Il problema, purtroppo, non è in fase embrionale, ma già abbastanza strutturato. È di qualche settimana fa la notizia che la polizia federale stesse dando la caccia al leader del Consiglio Centrale Islamico svizzero, Nicolas Blancho, e ad altri due uomini dell’associazione, Naim Cherni e Abdel Azziz Qaasim Illi, accusati di aver violato la legge che bandisce i gruppi radicali e la propaganda terroristica. Secondo il procuratore generale, Michael Lauber, i casi d’indagine riconducibili alla Jihad nello stato elvetico sarebbero una sessantina.
Alle segnalazioni della polizia federale, si aggiungono poi le notizie dei giornali locali che, da qualche tempo, segnalano la tendenza estremista dei discorsi tenuti dai capi delle comunità musulmane nelle moschee. L’ultimo caso è stato registrato a Bienna, a nord di Berna, dove l’imam Abu Ramadan ha pubblicamente chiesto ad Allah di distruggere i nemici dell’Islam, cristiani, ebrei e induisti, e ammonito come “dannati fino al giorno del giudizio” chiunque diventi loro amico.
Sembra che le autorità locali abbiano a lungo fatto finta di non vedere e non sentire quello che da più parti veniva additato come un pericolo.
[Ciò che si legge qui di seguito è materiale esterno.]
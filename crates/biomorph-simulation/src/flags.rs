//! Organism flag bits
//!
//! Genetic behavior traits occupy the low 16 bits and are copied or mutated
//! on reproduction. Transient state bits sit above them and are owned by the
//! living organism. Reaction rules match against the union of both.

use bitflags::bitflags;
use serde::{Deserialize, Serialize};

bitflags! {
    #[derive(Clone, Copy, Debug, Default, PartialEq, Eq, Hash, Serialize, Deserialize)]
    pub struct OrganismFlags: u32 {
        // Genetic traits
        /// Plague variant: white segments also drain their victims
        const PLAGUE = 1 << 0;
        /// Children are placed further away and pushed off
        const DISPERSE_CHILDREN = 1 << 1;
        /// Parent and child fight each other
        const GENERATION_BATTLE = 1 << 2;
        /// Siblings fight each other
        const SIBLING_BATTLE = 1 << 3;
        /// Befriends organisms sharing its kin signature
        const ALTRUIST = 1 << 4;
        /// Befriends its whole lineage regardless of battle traits
        const FAMILIAL = 1 << 5;
        /// Befriends social organisms sharing its kin signature
        const SOCIAL = 1 << 6;
        /// Befriends other peaceful organisms
        const PEACEFUL = 1 << 7;
        /// Never starts hostile reactions
        const PASSIVE = 1 << 8;
        /// Self-propulsion spins clockwise
        const CLOCKWISE = 1 << 9;
        /// Kin signature matches any other mimic
        const MIMIC_ALL = 1 << 10;
        /// Pink segments also feed on living organisms
        const MODIFIES_PINK = 1 << 11;
        /// Cream segments also feed on plants
        const MODIFIES_CREAM = 1 << 12;
        /// Lilac segments push what they touch
        const MODIFIES_LILAC = 1 << 13;
        /// Never shares energy
        const SELFISH = 1 << 14;

        // Runtime state
        /// Carries a foreign genetic code
        const INFECTED = 1 << 16;
        /// Movement and photosynthesis segments are frozen
        const FROZEN = 1 << 17;
        /// The next hostile contact against it is deflected
        const DODGING = 1 << 18;
        /// Dead and decaying
        const DEAD = 1 << 19;
    }
}

impl OrganismFlags {
    /// Every heritable trait bit
    pub const GENETIC: OrganismFlags = OrganismFlags::PLAGUE
        .union(OrganismFlags::DISPERSE_CHILDREN)
        .union(OrganismFlags::GENERATION_BATTLE)
        .union(OrganismFlags::SIBLING_BATTLE)
        .union(OrganismFlags::ALTRUIST)
        .union(OrganismFlags::FAMILIAL)
        .union(OrganismFlags::SOCIAL)
        .union(OrganismFlags::PEACEFUL)
        .union(OrganismFlags::PASSIVE)
        .union(OrganismFlags::CLOCKWISE)
        .union(OrganismFlags::MIMIC_ALL)
        .union(OrganismFlags::MODIFIES_PINK)
        .union(OrganismFlags::MODIFIES_CREAM)
        .union(OrganismFlags::MODIFIES_LILAC)
        .union(OrganismFlags::SELFISH);

    /// Heritable traits one at a time, in mutation order
    pub fn genetic_traits() -> impl Iterator<Item = OrganismFlags> {
        OrganismFlags::GENETIC.iter()
    }
}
Anzi, proprio come succede in altri Paesi d’Europa, pare che si siano piuttosto spese per dare della rigorosissima Svizzera, lo stessa che nel 2014 ha approvato il referendum che introduce un tetto massimo di lavoratori transfrontalieri, l’immagine di una nazione che combatte l’islamofobia e protegge le minoranze. Eppure nel 2009 il popolo svizzero si sia già espresso sulla necessità di contenere la pratica della religione islamica entro determinati “paletti” votando “sì” al referendum che vietava la costruzione dei minareti nelle moschee.
Qualche tentativo di correre ai ripari c’è. Con l’inizio del nuovo anno accademico, l’Università di Ginevra ha per esempio creato una piattaforma per un “islam illuminato”, ovvero, come ha spiegato il rettore Yves Flückiger, un pacchetto di corsi (dal valore di 10 mila franchi a partecipante) di francese, filosofia politica, diritti dell’uomo e etica, pensato per agevolare l’integrazione degli imam nella cultura svizzera. Anche il Parlamento si muove sul fronte della prevenzione dell’Islam radicale lavorando a una legge che impone agli imam di predicare esclusivamente nella lingua nazionale e proibisce finanziamenti esteri alle moschee.
In attesa di una nuova legge, si potrebbe, forse, fare in modo che vengano pienamente applicate quelle già esistenti. L’imam di Bienna, di cui abbiamo parlato, è arrivato in Svizzera nel 1988 dalla Libia come richiedente asilo e qui vive da vent’anni. Sembra però che abbia spesso fatto ritorno a casa, facendo tappa anche in Arabia Saudita e in altri Paesi musulmani. Ciò sarebbe bastato, per legge, a fargli revocare la richiesta di asilo e rimandarlo definitivamente da dove è venuto. Perché mai nessuno è intervenuto a riguardo?